Where Dead Angels Lie, la plus célèbre pièce de l'album s'empare de l'auditeur dès son introduction construite d'arpèges absolument sublimes. C'est ensuite, et ça devient une habitude, un déluge de riffs du plus bel effet dans lesquels la guitare chante sa propre complainte. Et que dire du solo, superbe, suivi du retour des arpèges et la douce immersion dans une sorte de profonde contemplation.

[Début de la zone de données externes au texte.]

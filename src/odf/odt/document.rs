//! OpenDocument Text document aggregate.

use crate::common::{Error, Result};
use crate::odf::catalog::Catalog;
use crate::odf::constants::{
    ODF_CONTENT, ODF_SETTINGS, ODF_STYLES, get_mime_type_from_extension, is_text_mime_type,
};
use crate::odf::core::{DirectoryPackage, OdfPackage, Package, XmlPart};
use crate::odf::elements::{NodeTree, ParseOptions};
use crate::odf::model::SemanticElement;
use crate::odf::odt::assembler::DocumentAssembler;
use log::{debug, warn};
use serde::{Deserialize, Serialize};
use std::io::Cursor;
use std::path::Path;

/// Lifecycle state of a [`Document`].
#[derive(Debug, Clone, Copy, PartialEq, Eq, Default)]
pub enum DocumentState {
    /// Freshly constructed, nothing assembled yet
    #[default]
    Empty,
    /// Populated by assembly or deserialization
    Assembled,
}

impl DocumentState {
    fn assembled() -> Self {
        DocumentState::Assembled
    }
}

/// The independent element collections of a document.
#[derive(Debug, Clone, Copy, PartialEq, Eq, Hash)]
pub enum Partition {
    Body,
    FontFaces,
    AutomaticBaseStyles,
    AutomaticContentStyles,
    BaseStyles,
    MasterStyles,
    Settings,
}

impl Partition {
    /// Every partition, in dump order.
    pub const ALL: [Partition; 7] = [
        Partition::Body,
        Partition::FontFaces,
        Partition::AutomaticBaseStyles,
        Partition::AutomaticContentStyles,
        Partition::BaseStyles,
        Partition::MasterStyles,
        Partition::Settings,
    ];

    /// Section title used in dumps and logs.
    pub const fn title(&self) -> &'static str {
        match self {
            Partition::Body => "Elements",
            Partition::FontFaces => "Font Faces",
            Partition::AutomaticBaseStyles => "Automatic Base Styles",
            Partition::AutomaticContentStyles => "Automatic Content Styles",
            Partition::BaseStyles => "Base Styles",
            Partition::MasterStyles => "Master Styles",
            Partition::Settings => "Settings",
        }
    }
}

/// An OpenDocument text document transformed into semantic element trees.
///
/// # Examples
///
/// ```no_run
/// use odtree::{Catalog, Document};
///
/// # fn main() -> odtree::Result<()> {
/// let catalog = Catalog::load()?;
/// let doc = Document::open("document.odt", &catalog)?;
///
/// for element in &doc.body {
///     println!("{}", element.label());
/// }
/// print!("{}", doc.dump());
/// # Ok(())
/// # }
/// ```
#[derive(Debug, Clone, Default, PartialEq, Eq, Serialize, Deserialize)]
pub struct Document {
    /// MIME type from the package, trimmed
    #[serde(default)]
    pub mime_type: String,
    /// Whether the body root declares soft page breaks
    #[serde(default)]
    pub use_soft_page_breaks: bool,
    /// Whether the body is global text (master document)
    #[serde(default)]
    pub is_global_text: bool,
    /// Body content from content.xml
    #[serde(default)]
    pub body: Vec<SemanticElement>,
    /// Font face declarations from content.xml
    #[serde(default)]
    pub font_faces: Vec<SemanticElement>,
    /// Automatic styles from styles.xml
    #[serde(default)]
    pub automatic_base_styles: Vec<SemanticElement>,
    /// Automatic styles from content.xml
    #[serde(default)]
    pub automatic_content_styles: Vec<SemanticElement>,
    /// Common styles from styles.xml
    #[serde(default)]
    pub base_styles: Vec<SemanticElement>,
    /// Master pages from styles.xml
    #[serde(default)]
    pub master_styles: Vec<SemanticElement>,
    /// First settings item set from settings.xml
    #[serde(default)]
    pub settings: Vec<SemanticElement>,
    #[serde(skip, default = "DocumentState::assembled")]
    pub(crate) state: DocumentState,
}

impl Document {
    /// Create an empty document.
    pub fn new() -> Self {
        Self::default()
    }

    /// Current lifecycle state.
    pub fn state(&self) -> DocumentState {
        self.state
    }

    /// Open an ODT document from a `.odt` file or an extracted package
    /// directory.
    ///
    /// # Errors
    ///
    /// Returns `Error::NotFound` before any parsing if `path` does not exist,
    /// and package or XML errors if the document cannot be read.
    pub fn open<P: AsRef<Path>>(path: P, catalog: &Catalog) -> Result<Self> {
        Self::open_with_options(path, catalog, &ParseOptions::default())
    }

    /// Open an ODT document with explicit parse options.
    pub fn open_with_options<P: AsRef<Path>>(
        path: P,
        catalog: &Catalog,
        options: &ParseOptions,
    ) -> Result<Self> {
        let path = path.as_ref();
        if !path.exists() {
            return Err(Error::NotFound(path.to_path_buf()));
        }

        debug!("Opening {}", path.display());
        if path.is_dir() {
            let package = DirectoryPackage::open(path)?;
            Self::from_package(&package, catalog, options)
        } else {
            let extension = path
                .extension()
                .and_then(|ext| ext.to_str())
                .map(str::to_ascii_lowercase)
                .unwrap_or_default();
            if get_mime_type_from_extension(&extension).is_none() {
                debug!("{} has no OpenDocument text extension", path.display());
            }
            let package = Package::open(path)?;
            Self::from_package(&package, catalog, options)
        }
    }

    /// Create a Document from the bytes of a `.odt` file.
    pub fn from_bytes(bytes: Vec<u8>, catalog: &Catalog, options: &ParseOptions) -> Result<Self> {
        let package = Package::from_reader(Cursor::new(bytes))?;
        Self::from_package(&package, catalog, options)
    }

    /// Read and assemble a document from any package source.
    ///
    /// `content.xml` is required; `styles.xml` and `settings.xml` may be
    /// absent, which leaves their partitions empty.
    pub fn from_package<P: OdfPackage + ?Sized>(
        package: &P,
        catalog: &Catalog,
        options: &ParseOptions,
    ) -> Result<Self> {
        let mime_type = package.mimetype();
        if !is_text_mime_type(mime_type) {
            warn!("Unexpected MIME type for a text document: {}", mime_type);
        }

        let content_bytes = package.get_file(ODF_CONTENT)?;
        let content = XmlPart::from_bytes(&content_bytes)?.parse(options)?;
        let styles = read_optional_part(package, ODF_STYLES, options)?;
        let settings = read_optional_part(package, ODF_SETTINGS, options)?;

        Ok(DocumentAssembler::new(catalog).assemble(&content, &styles, &settings, mime_type))
    }

    /// Elements of one partition.
    pub fn partition(&self, partition: Partition) -> &[SemanticElement] {
        match partition {
            Partition::Body => &self.body,
            Partition::FontFaces => &self.font_faces,
            Partition::AutomaticBaseStyles => &self.automatic_base_styles,
            Partition::AutomaticContentStyles => &self.automatic_content_styles,
            Partition::BaseStyles => &self.base_styles,
            Partition::MasterStyles => &self.master_styles,
            Partition::Settings => &self.settings,
        }
    }

    /// Total number of elements across all partitions.
    pub fn element_count(&self) -> usize {
        Partition::ALL
            .iter()
            .flat_map(|p| self.partition(*p))
            .map(SemanticElement::count)
            .sum()
    }

    /// Serialize the document to compact JSON.
    pub fn to_json(&self) -> Result<String> {
        Ok(serde_json::to_string(self)?)
    }

    /// Serialize the document to indented JSON.
    pub fn to_json_pretty(&self) -> Result<String> {
        Ok(serde_json::to_string_pretty(self)?)
    }

    /// Deserialize a document previously exported with [`Document::to_json`].
    pub fn from_json(json: &str) -> Result<Self> {
        Ok(serde_json::from_str(json)?)
    }
}

fn read_optional_part<P: OdfPackage + ?Sized>(
    package: &P,
    path: &str,
    options: &ParseOptions,
) -> Result<NodeTree> {
    match package.get_optional_file(path)? {
        Some(bytes) => XmlPart::from_bytes(&bytes)?.parse(options),
        None => {
            warn!("Package has no {}, leaving its partitions empty", path);
            Ok(NodeTree::empty())
        },
    }
}
// ============================================================================
// KIND ENUMERATION
// ============================================================================

/// Semantic kind of a transformed element.
#[derive(Debug, Clone, Copy, PartialEq, Eq, Hash, Default)]
pub enum ElementKind {
    /// No catalog mapping matched
    #[default]
    Unrecognized,
    /// Character data
    Text,

    // Text content
    /// `text:p`
    Paragraph,
    /// `text:h`
    Heading,
    /// `text:span`
    Span,
    /// `text:a`
    Hyperlink,
    /// `text:s`
    Space,
    /// `text:tab`
    Tab,
    /// `text:line-break`
    LineBreak,
    /// `text:soft-page-break`
    SoftPageBreak,
    /// `text:list`
    List,
    /// `text:list-item`
    ListItem,
    /// `text:list-header`
    ListHeader,
    /// `text:section`
    Section,
    /// `text:bookmark`
    Bookmark,
    /// `text:bookmark-start`
    BookmarkStart,
    /// `text:bookmark-end`
    BookmarkEnd,
    /// `text:reference-mark`
    ReferenceMark,
    /// `text:note`
    Note,
    /// `text:note-citation`
    NoteCitation,
    /// `text:note-body`
    NoteBody,
    /// `office:annotation`
    Annotation,
    /// `office:annotation-end`
    AnnotationEnd,
    /// `dc:creator`
    Creator,
    /// `dc:date`
    CreationDate,

    // Fields and declarations
    /// `text:sequence-decls`
    SequenceDecls,
    /// `text:sequence-decl`
    SequenceDecl,
    /// `text:sequence`
    Sequence,
    /// `text:variable-decls`
    VariableDecls,
    /// `text:variable-decl`
    VariableDecl,
    /// `text:user-field-decls`
    UserFieldDecls,
    /// `text:user-field-decl`
    UserFieldDecl,
    /// `text:page-number`
    PageNumber,
    /// `text:page-count`
    PageCount,
    /// `text:date`
    Date,
    /// `text:time`
    Time,
    /// `text:title`
    Title,
    /// `text:subject`
    Subject,
    /// `text:author-name`
    AuthorName,
    /// `text:chapter`
    Chapter,

    // Indexes
    /// `text:table-of-content`
    TableOfContent,
    /// `text:table-of-content-source`
    TableOfContentSource,
    /// `text:index-title-template`
    IndexTitleTemplate,
    /// `text:table-of-content-entry-template`
    TableOfContentEntryTemplate,
    /// `text:index-body`
    IndexBody,
    /// `text:index-title`
    IndexTitle,

    // Tracked changes
    /// `text:tracked-changes`
    TrackedChanges,
    /// `text:changed-region`
    ChangedRegion,
    /// `text:insertion`
    Insertion,
    /// `text:deletion`
    Deletion,
    /// `text:format-change`
    FormatChange,
    /// `office:change-info`
    ChangeInfo,
    /// `text:change-start`
    ChangeStart,
    /// `text:change-end`
    ChangeEnd,

    // Tables
    /// `table:table`
    Table,
    /// `table:table-column`
    TableColumn,
    /// `table:table-header-rows`
    TableHeaderRows,
    /// `table:table-row`
    TableRow,
    /// `table:table-cell`
    TableCell,
    /// `table:covered-table-cell`
    CoveredTableCell,

    // Drawing
    /// `draw:frame`
    Frame,
    /// `draw:image`
    Image,
    /// `draw:text-box`
    TextBox,
    /// `office:forms`
    Forms,

    // Fonts and styles
    /// `style:font-face`
    FontFace,
    /// `style:style`
    Style,
    /// `style:default-style`
    DefaultStyle,
    /// `style:paragraph-properties`
    ParagraphProperties,
    /// `style:text-properties`
    TextProperties,
    /// `style:table-properties`
    TableProperties,
    /// `style:table-column-properties`
    TableColumnProperties,
    /// `style:table-row-properties`
    TableRowProperties,
    /// `style:table-cell-properties`
    TableCellProperties,
    /// `style:graphic-properties`
    GraphicProperties,
    /// `style:section-properties`
    SectionProperties,
    /// `style:columns`
    Columns,
    /// `style:column`
    Column,
    /// `style:tab-stops`
    TabStops,
    /// `style:tab-stop`
    TabStop,
    /// `style:background-image`
    BackgroundImage,

    // Page layout
    /// `style:page-layout`
    PageLayout,
    /// `style:default-page-layout`
    DefaultPageLayout,
    /// `style:page-layout-properties`
    PageLayoutProperties,
    /// `style:header-style`
    HeaderStyle,
    /// `style:footer-style`
    FooterStyle,
    /// `style:header-footer-properties`
    HeaderFooterProperties,
    /// `style:footnote-sep`
    FootnoteSep,
    /// `style:master-page`
    MasterPage,
    /// `style:header`
    Header,
    /// `style:footer`
    Footer,
    /// `style:header-left`
    HeaderLeft,
    /// `style:footer-left`
    FooterLeft,

    // List and outline styles
    /// `text:list-style`
    ListStyle,
    /// `text:list-level-style-number`
    ListLevelStyleNumber,
    /// `text:list-level-style-bullet`
    ListLevelStyleBullet,
    /// `style:list-level-properties`
    ListLevelProperties,
    /// `style:list-level-label-alignment`
    ListLevelLabelAlignment,
    /// `text:outline-style`
    OutlineStyle,
    /// `text:outline-level-style`
    OutlineLevelStyle,
    /// `text:notes-configuration`
    NotesConfiguration,
    /// `text:linenumbering-configuration`
    LinenumberingConfiguration,

    // Settings
    /// `config:config-item-set`
    ConfigItemSet,
    /// `config:config-item`
    ConfigItem,
    /// `config:config-item-map-indexed`
    ConfigItemMapIndexed,
    /// `config:config-item-map-named`
    ConfigItemMapNamed,
    /// `config:config-item-map-entry`
    ConfigItemMapEntry,
}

Troublant... Je suis écorché vif par la musique, l'écoute est adoucie l'instant de quelques secondes par les premières notes de Thorns Of Crimson Death, une réussite totale, que dire de plus. Dissection joue avec les sonorités, avec les nuances et ne propose jamais uniquement un mur de puissance, de distorsion lourde, préférant donner une dimension beaucoup plus réfléchie à l'ensemble. Soulreaper ôte ce qu'il nous reste de lumière et de joie de vivre.

Une conclusion au piano, No Dreams Breed In Breathless Sleep et l'on s'empare de ses dernières notes, sublimes. huit morceaux, huit chefs-d’œuvre, je m'en remets.. doucement...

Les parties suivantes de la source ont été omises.